Deepwater Horizon - Transocean Oil Rig Fire

[QUOTE=Careener;31913]Company man. Thanks for your good comments. However, could you or someone else clarify a couple of things because I don’t understand how casing could run in dry.

  1. The shoe has a one-way check valve preventing mud back-flow into the bottom of the casing as it is lowered. so, when you say it plugged, what do you mean? It is plugged in one direction on purpose.
  2. The casing is periodically filled with mud as it is lowered (otherwise, it wouldn’t sink because of buoyancy). The mud would prevent any bubble from forming in the bottom of the casing unless perhaps the float collar was defective and blocked flow, which could cause air between the float collar and shoe. However, that would only be as much air as could fit in one 40-foot casing joint.

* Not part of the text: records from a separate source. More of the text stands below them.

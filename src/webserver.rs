use crate::accounting::{Accountant, AccountingError, TransactionRequest};
use crate::metrics::{register_custom_metrics, REGISTRY};
use crate::types::Instrument;
use serde::{Deserialize, Serialize};
use serde_json::json;
use std::convert::Infallible;
use std::net::{Ipv4Addr, SocketAddrV4};
use std::sync::Arc;
use tracing::error;
use uuid::Uuid;
use warp::http::StatusCode;
use warp::reply::{Json, WithStatus};
use warp::Filter;

type Books = Arc<Accountant>;
type JsonReply = WithStatus<Json>;

fn with_books(books: Books) -> impl Filter<Extract = (Books,), Error = Infallible> + Clone {
    warp::any().map(move || books.clone())
}

fn status_for(e: &AccountingError) -> StatusCode {
    match e {
        AccountingError::InvalidTransaction(_) | AccountingError::InvalidQuery(_) => StatusCode::BAD_REQUEST,
        AccountingError::UnknownInstrument(_) => StatusCode::NOT_FOUND,
        AccountingError::DuplicateTransaction(_) | AccountingError::ConcurrencyConflict(_) => StatusCode::CONFLICT,
        AccountingError::Storage(_) => StatusCode::INTERNAL_SERVER_ERROR,
    }
}

fn respond<T: Serialize>(result: Result<T, AccountingError>, success: StatusCode) -> Result<JsonReply, Infallible> {
    let reply = match result {
        Ok(body) => warp::reply::with_status(warp::reply::json(&body), success),
        Err(e) => {
            let status = status_for(&e);
            if status == StatusCode::INTERNAL_SERVER_ERROR {
                error!("{:?}", e);
            }
            let body = json!({ "error": e.to_string(), "retryable": e.is_retryable() });
            warp::reply::with_status(warp::reply::json(&body), status)
        }
    };
    Ok(reply)
}

#[derive(Debug, Deserialize)]
struct SearchQuery {
    #[serde(default)]
    q: String,
}

#[tracing::instrument(skip(books, request))]
async fn post_transaction(request: TransactionRequest, books: Books) -> Result<JsonReply, Infallible> {
    respond(books.process_transaction(request).await, StatusCode::CREATED)
}

#[tracing::instrument(skip(books))]
async fn get_transactions(owner: Uuid, books: Books) -> Result<JsonReply, Infallible> {
    respond(books.transactions(owner).await, StatusCode::OK)
}

#[tracing::instrument(skip(books))]
async fn get_positions(owner: Uuid, books: Books) -> Result<JsonReply, Infallible> {
    respond(books.positions(owner).await, StatusCode::OK)
}

#[tracing::instrument(skip(books))]
async fn get_gains(owner: Uuid, books: Books) -> Result<JsonReply, Infallible> {
    respond(books.realized_gains(owner).await, StatusCode::OK)
}

#[tracing::instrument(skip(books))]
async fn get_portfolio(owner: Uuid, books: Books) -> Result<JsonReply, Infallible> {
    respond(books.portfolio(owner).await, StatusCode::OK)
}

#[tracing::instrument(skip(books))]
async fn get_lots(owner: Uuid, symbol: String, books: Books) -> Result<JsonReply, Infallible> {
    respond(books.open_lots(owner, &symbol).await, StatusCode::OK)
}

#[tracing::instrument(skip(books))]
async fn search_instruments(query: SearchQuery, books: Books) -> Result<JsonReply, Infallible> {
    respond(books.search_instruments(&query.q).await, StatusCode::OK)
}

#[tracing::instrument(skip(books, instrument))]
async fn post_instrument(instrument: Instrument, books: Books) -> Result<JsonReply, Infallible> {
    let symbol = instrument.symbol.clone();
    let result = books.register_instrument(instrument).await;
    let status = match result {
        Ok(true) => StatusCode::CREATED,
        _ => StatusCode::OK,
    };
    respond(
        result.map(|created| json!({ "symbol": symbol, "created": created })),
        status,
    )
}

#[tracing::instrument(skip(books))]
async fn get_live_price(symbol: String, books: Books) -> Result<JsonReply, Infallible> {
    let reply = match books.live_price(&symbol).await {
        Ok(Some(price)) => warp::reply::with_status(
            warp::reply::json(&json!({ "symbol": symbol, "current_price": price })),
            StatusCode::OK,
        ),
        Ok(None) => warp::reply::with_status(
            warp::reply::json(&json!({ "error": "Unable to fetch price" })),
            StatusCode::BAD_REQUEST,
        ),
        Err(e) => return respond::<()>(Err(e), StatusCode::OK),
    };
    Ok(reply)
}

async fn metrics_handler() -> Result<impl warp::Reply, warp::Rejection> {
    use prometheus::Encoder;
    let encoder = prometheus::TextEncoder::new();

    let mut buffer = Vec::new();
    if let Err(e) = encoder.encode(&REGISTRY.gather(), &mut buffer) {
        error!("could not encode custom metrics: {}", e);
    };
    if let Err(e) = encoder.encode(&prometheus::gather(), &mut buffer) {
        error!("could not encode prometheus metrics: {}", e);
    };
    let res = match String::from_utf8(buffer) {
        Ok(v) => v,
        Err(e) => {
            error!("metrics could not be from_utf8'd: {}", e);
            String::default()
        }
    };
    Ok(res)
}

#[tracing::instrument(skip(books))]
pub async fn run(port: u16, books: Books) {
    register_custom_metrics();
    let health = warp::path!("health").and(warp::get()).map(|| "");
    let metrics = warp::path!("metrics").and(warp::get()).and_then(metrics_handler);
    let post_transaction = warp::path!("transactions")
        .and(warp::post())
        .and(warp::body::json())
        .and(with_books(books.clone()))
        .and_then(post_transaction);
    let get_transactions = warp::path!("owners" / Uuid / "transactions")
        .and(warp::get())
        .and(with_books(books.clone()))
        .and_then(get_transactions);
    let get_positions = warp::path!("owners" / Uuid / "positions")
        .and(warp::get())
        .and(with_books(books.clone()))
        .and_then(get_positions);
    let get_gains = warp::path!("owners" / Uuid / "gains")
        .and(warp::get())
        .and(with_books(books.clone()))
        .and_then(get_gains);
    let get_portfolio = warp::path!("owners" / Uuid / "portfolio")
        .and(warp::get())
        .and(with_books(books.clone()))
        .and_then(get_portfolio);
    let get_lots = warp::path!("owners" / Uuid / "lots" / String)
        .and(warp::get())
        .and(with_books(books.clone()))
        .and_then(get_lots);
    let search_instruments = warp::path!("instruments")
        .and(warp::get())
        .and(warp::query::<SearchQuery>())
        .and(with_books(books.clone()))
        .and_then(search_instruments);
    let post_instrument = warp::path!("instruments")
        .and(warp::post())
        .and(warp::body::json())
        .and(with_books(books.clone()))
        .and_then(post_instrument);
    let get_live_price = warp::path!("instruments" / String / "price")
        .and(warp::get())
        .and(with_books(books))
        .and_then(get_live_price);
    let routes = health
        .or(metrics)
        .or(post_transaction)
        .or(get_transactions)
        .or(get_positions)
        .or(get_gains)
        .or(get_portfolio)
        .or(get_lots)
        .or(search_instruments)
        .or(post_instrument)
        .or(get_live_price);
    let address = SocketAddrV4::new(Ipv4Addr::new(0, 0, 0, 0), port);
    warp::serve(routes).run(address).await
}
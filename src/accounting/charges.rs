use super::AccountingError;
use crate::types::{ChargeBreakdown, Side};
use rust_decimal::prelude::*;
use serde::Deserialize;
use tracing::trace;

/// Fee rates for a market. Defaults are Indian equity delivery trades.
#[derive(Clone, Debug, Deserialize, PartialEq)]
#[serde(default)]
pub struct ChargeSchedule {
    pub brokerage_cap: Decimal,
    pub brokerage_rate: Decimal,
    pub transaction_tax_rate: Decimal,
    /// Applied to brokerage, not notional.
    pub clearing_rate: Decimal,
    pub regulatory_rate: Decimal,
    /// Only levied on purchases.
    pub stamp_rate: Decimal,
}

impl Default for ChargeSchedule {
    fn default() -> Self {
        Self {
            brokerage_cap: Decimal::new(20, 0),
            brokerage_rate: Decimal::new(3, 4),
            transaction_tax_rate: Decimal::new(1, 3),
            clearing_rate: Decimal::new(18, 2),
            regulatory_rate: Decimal::new(1, 6),
            stamp_rate: Decimal::new(3, 5),
        }
    }
}

fn product(a: Decimal, b: Decimal) -> Result<Decimal, AccountingError> {
    a.checked_mul(b).ok_or_else(AccountingError::out_of_range)
}

fn round_charge(amount: Decimal) -> Decimal {
    amount.round_dp_with_strategy(2, RoundingStrategy::MidpointNearestEven)
}

#[tracing::instrument(skip(schedule))]
pub fn compute_charges(
    schedule: &ChargeSchedule,
    side: Side,
    price: Decimal,
    quantity: Decimal,
) -> Result<ChargeBreakdown, AccountingError> {
    if quantity <= Decimal::ZERO {
        return Err(AccountingError::InvalidTransaction(format!(
            "Quantity must be positive, got {}",
            quantity
        )));
    }
    if price < Decimal::ZERO {
        return Err(AccountingError::InvalidTransaction(format!(
            "Price must not be negative, got {}",
            price
        )));
    }

    let notional = product(price, quantity)?;
    let brokerage = schedule.brokerage_cap.min(product(schedule.brokerage_rate, notional)?);
    let transaction_tax = product(schedule.transaction_tax_rate, notional)?;
    let clearing_fee = product(schedule.clearing_rate, brokerage)?;
    let regulatory_fee = product(schedule.regulatory_rate, notional)?;
    let stamp_duty = match side {
        Side::Buy => product(schedule.stamp_rate, notional)?,
        Side::Sell => Decimal::ZERO,
    };

    let charges = ChargeBreakdown {
        brokerage: round_charge(brokerage),
        transaction_tax: round_charge(transaction_tax),
        clearing_fee: round_charge(clearing_fee),
        regulatory_fee: round_charge(regulatory_fee),
        stamp_duty: round_charge(stamp_duty),
    };
    trace!(%notional, total = %charges.total(), "Computed charges");
    Ok(charges)
}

Really appreciate your help.[/QUOTE]
If fill ups weren’t right or there was a plug formed while RIH then it is quite possible under balance conditions that the well could have come in on the backside while pumping the cement due to a bubble. I spoke to someone just a few minutes ago who is a very reliable source to me & is close to a couple of people who were on the rig. He said the casing was filled every joint & circulated 4 times while RIH & that the rig circulated bottoms up before pumping cement. The only other scenario I can come up with is somehow it is possible that while pumping cement a frac could have formed into another zone with a much higher bottom hole pressure causing the well to come in them. The biggest part of this situation that bothers me is that this well somehow magically blew out at surface. I have been on many wlell control situations & it doesn’t happen that way.
The riser held somewhere in the neighborhood of 1900 Bbls. If the well blew out @ 20,000 Bbls./day it would have taken 1/10 day or over 2 hours to come in with that much hydrocarbon to cause an explosion. I also don’t understand how they were just circulating the rise & finished with the job & there is flow coming up the work string.